## DATA UNDER STUDY
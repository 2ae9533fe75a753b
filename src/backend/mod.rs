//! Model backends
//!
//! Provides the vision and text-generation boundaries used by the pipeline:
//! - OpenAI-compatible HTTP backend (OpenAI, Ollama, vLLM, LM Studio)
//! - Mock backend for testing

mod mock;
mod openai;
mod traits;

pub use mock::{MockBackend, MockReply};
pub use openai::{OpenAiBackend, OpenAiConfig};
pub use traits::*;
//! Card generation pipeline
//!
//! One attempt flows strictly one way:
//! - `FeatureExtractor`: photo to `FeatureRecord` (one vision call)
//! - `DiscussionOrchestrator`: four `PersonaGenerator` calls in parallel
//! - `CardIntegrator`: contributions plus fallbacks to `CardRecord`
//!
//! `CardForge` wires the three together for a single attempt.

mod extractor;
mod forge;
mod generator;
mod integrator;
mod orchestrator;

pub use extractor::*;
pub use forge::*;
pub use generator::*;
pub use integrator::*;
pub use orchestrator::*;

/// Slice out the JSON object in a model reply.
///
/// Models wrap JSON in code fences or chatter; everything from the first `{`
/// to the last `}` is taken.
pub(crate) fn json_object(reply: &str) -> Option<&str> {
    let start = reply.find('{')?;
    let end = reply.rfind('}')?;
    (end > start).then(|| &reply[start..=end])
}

## EXERCISE OBJECTIVE
Using the entries above, give again each line from the one containing "Card generation pipeline" through the last line, exactly and only those.

## ANSWER BOX
//! Card generation pipeline
//!
//! One attempt flows strictly one way:
//! - `FeatureExtractor`: photo to `FeatureRecord` (one vision call)
//! - `DiscussionOrchestrator`: four `PersonaGenerator` calls in parallel
//! - `CardIntegrator`: contributions plus fallbacks to `CardRecord`
//!
//! `CardForge` wires the three together for a single attempt.

mod extractor;
mod forge;
mod generator;
mod integrator;
mod orchestrator;

pub use extractor::*;
pub use forge::*;
pub use generator::*;
pub use integrator::*;
pub use orchestrator::*;

/// Slice out the JSON object in a model reply.
///
/// Models wrap JSON in code fences or chatter; everything from the first `{`
/// to the last `}` is taken.
pub(crate) fn json_object(reply: &str) -> Option<&str> {
    let start = reply.find('{')?;
    let end = reply.rfind('}')?;
    (end > start).then(|| &reply[start..=end])
}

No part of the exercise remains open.